[Collected data entries]
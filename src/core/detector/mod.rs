//! Per-file detection.
//!
//! [`scan`] walks a file line by line, runs the ordered rule chain on each
//! line and applies the suppression passes to the first hit. It never reads
//! or writes anything itself, so scanning the same text twice yields the
//! same findings in the same order.

mod lines;

use std::iter::{Enumerate, FusedIterator};

use self::lines::{SplitLines, split_lines};
use crate::{directives, issues::Finding, rules::first_match};

/// Markers that, anywhere before the matching tag, mean the line is inside a
/// comment or a `$:` expression rather than literal markup.
const SUPPRESSING_MARKERS: &[&str] = &["<!--", "$:"];

/// Scan `contents` lazily. Each line yields at most one finding.
pub fn scan<'a>(contents: &'a str, file_path: &'a str) -> Findings<'a> {
    Findings {
        file_path,
        lines: split_lines(contents).enumerate(),
        previous: None,
    }
}

/// Iterator returned by [`scan`].
#[derive(Debug, Clone)]
pub struct Findings<'a> {
    file_path: &'a str,
    lines: Enumerate<SplitLines<'a>>,
    previous: Option<&'a str>,
}

impl Iterator for Findings<'_> {
    type Item = Finding;

    fn next(&mut self) -> Option<Finding> {
        for (index, line) in self.lines.by_ref() {
            let previous = self.previous.replace(line);
            if let Some(finding) = check_line(self.file_path, index + 1, line, previous) {
                return Some(finding);
            }
        }
        None
    }
}

impl FusedIterator for Findings<'_> {}

/// Decide a single line given the line before it (`None` for the first line).
pub fn check_line(
    file_path: &str,
    line_number: usize,
    line: &str,
    previous: Option<&str>,
) -> Option<Finding> {
    let (rule, hit) = first_match(line)?;

    let preceding = &line[..hit.start];
    if SUPPRESSING_MARKERS
        .iter()
        .any(|marker| preceding.contains(marker))
    {
        return None;
    }

    let fragment = &line[hit.start..];
    if directives::skips_line(fragment) {
        return None;
    }

    if previous.is_some_and(directives::skips_next_line) {
        return None;
    }

    // Columns count characters, not bytes.
    let col = line[..hit.content].chars().count() + 1;
    Some(Finding::new(file_path, line_number, col, rule, fragment))
}
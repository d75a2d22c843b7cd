use std::path::{Path, PathBuf};

use colored::Colorize;
use walkdir::{DirEntry, WalkDir};

const TEMPLATE_EXTENSION: &str = "html";

/// Result of expanding the default directories.
pub struct ScanResult {
    /// Template files, in directory order and sorted by name within each.
    pub files: Vec<PathBuf>,
    /// Entries that could not be accessed while walking.
    pub skipped_count: usize,
}

/// Collect every `*.html` file under `directories`, recursively. Hidden
/// files and directories (names starting with `.`) are not visited.
///
/// Directories that do not exist are skipped (with a warning in verbose
/// mode); they are not an error, so the default layout can be used from any
/// working directory.
pub fn scan_template_files(directories: &[String], verbose: bool) -> ScanResult {
    let mut files = Vec::new();
    let mut skipped_count = 0;

    for dir in directories {
        let root = Path::new(dir);
        if !root.is_dir() {
            if verbose {
                eprintln!(
                    "{} Template directory does not exist: {}",
                    "warning:".bold().yellow(),
                    root.display()
                );
            }
            continue;
        }

        let walker = WalkDir::new(root)
            .sort_by_file_name()
            .into_iter()
            .filter_entry(|e| e.depth() == 0 || !is_hidden(e));

        for entry in walker {
            let entry = match entry {
                Ok(e) => e,
                Err(e) => {
                    skipped_count += 1;
                    if verbose {
                        eprintln!("{} Cannot access path: {}", "warning:".bold().yellow(), e);
                    }
                    continue;
                }
            };

            let path = entry.path();
            if entry.file_type().is_file() && is_template_file(path) {
                files.push(path.to_path_buf());
            }
        }
    }

    ScanResult {
        files,
        skipped_count,
    }
}

fn is_hidden(entry: &DirEntry) -> bool {
    entry.file_name().to_string_lossy().starts_with('.')
}

fn is_template_file(path: &Path) -> bool {
    path.extension().and_then(|e| e.to_str()) == Some(TEMPLATE_EXTENSION)
}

*TASK GOAL*
The data above should be duplicated exactly and completely.

*OUTPUT FOR THIS TASK*
filename src/core/detector/mod.rs
//! Per-file detection.
//!
//! [`scan`] walks a file line by line, runs the ordered rule chain on each
//! line and applies the suppression passes to the first hit. It never reads
//! or writes anything itself, so scanning the same text twice yields the
//! same findings in the same order.

mod lines;

use std::iter::{Enumerate, FusedIterator};

use self::lines::{SplitLines, split_lines};
use crate::{directives, issues::Finding, rules::first_match};

/// Markers that, anywhere before the matching tag, mean the line is inside a
/// comment or a `$:` expression rather than literal markup.
const SUPPRESSING_MARKERS: &[&str] = &["<!--", "$:"];

/// Scan `contents` lazily. Each line yields at most one finding.
pub fn scan<'a>(contents: &'a str, file_path: &'a str) -> Findings<'a> {
    Findings {
        file_path,
        lines: split_lines(contents).enumerate(),
        previous: None,
    }
}

/// Iterator returned by [`scan`].
#[derive(Debug, Clone)]
pub struct Findings<'a> {
    file_path: &'a str,
    lines: Enumerate<SplitLines<'a>>,
    previous: Option<&'a str>,
}

impl Iterator for Findings<'_> {
    type Item = Finding;

    fn next(&mut self) -> Option<Finding> {
        for (index, line) in self.lines.by_ref() {
            let previous = self.previous.replace(line);
            if let Some(finding) = check_line(self.file_path, index + 1, line, previous) {
                return Some(finding);
            }
        }
        None
    }
}

impl FusedIterator for Findings<'_> {}

/// Decide a single line given the line before it (`None` for the first line).
pub fn check_line(
    file_path: &str,
    line_number: usize,
    line: &str,
    previous: Option<&str>,
) -> Option<Finding> {
    let (rule, hit) = first_match(line)?;

    let preceding = &line[..hit.start];
    if SUPPRESSING_MARKERS
        .iter()
        .any(|marker| preceding.contains(marker))
    {
        return None;
    }

    let fragment = &line[hit.start..];
    if directives::skips_line(fragment) {
        return None;
    }

    if previous.is_some_and(directives::skips_next_line) {
        return None;
    }

    // Columns count characters, not bytes.
    let col = line[..hit.content].chars().count() + 1;
    Some(Finding::new(file_path, line_number, col, rule, fragment))
}
repository d75a2d22c843b7cd
use std::path::{Path, PathBuf};

use colored::Colorize;
use walkdir::{DirEntry, WalkDir};

const TEMPLATE_EXTENSION: &str = "html";

/// Result of expanding the default directories.
pub struct ScanResult {
    /// Template files, in directory order and sorted by name within each.
    pub files: Vec<PathBuf>,
    /// Entries that could not be accessed while walking.
    pub skipped_count: usize,
}

/// Collect every `*.html` file under `directories`, recursively. Hidden
/// files and directories (names starting with `.`) are not visited.
///
/// Directories that do not exist are skipped (with a warning in verbose
/// mode); they are not an error, so the default layout can be used from any
/// working directory.
pub fn scan_template_files(directories: &[String], verbose: bool) -> ScanResult {
    let mut files = Vec::new();
    let mut skipped_count = 0;

    for dir in directories {
        let root = Path::new(dir);
        if !root.is_dir() {
            if verbose {
                eprintln!(
                    "{} Template directory does not exist: {}",
                    "warning:".bold().yellow(),
                    root.display()
                );
            }
            continue;
        }

        let walker = WalkDir::new(root)
            .sort_by_file_name()
            .into_iter()
            .filter_entry(|e| e.depth() == 0 || !is_hidden(e));

        for entry in walker {
            let entry = match entry {
                Ok(e) => e,
                Err(e) => {
                    skipped_count += 1;
                    if verbose {
                        eprintln!("{} Cannot access path: {}", "warning:".bold().yellow(), e);
                    }
                    continue;
                }
            };

            let path = entry.path();
            if entry.file_type().is_file() && is_template_file(path) {
                files.push(path.to_path_buf());
            }
        }
    }

    ScanResult {
        files,
        skipped_count,
    }
}

fn is_hidden(entry: &DirEntry) -> bool {
    entry.file_name().to_string_lossy().starts_with('.')
}

fn is_template_file(path: &Path) -> bool {
    path.extension().and_then(|e| e.to_str()) == Some(TEMPLATE_EXTENSION)
}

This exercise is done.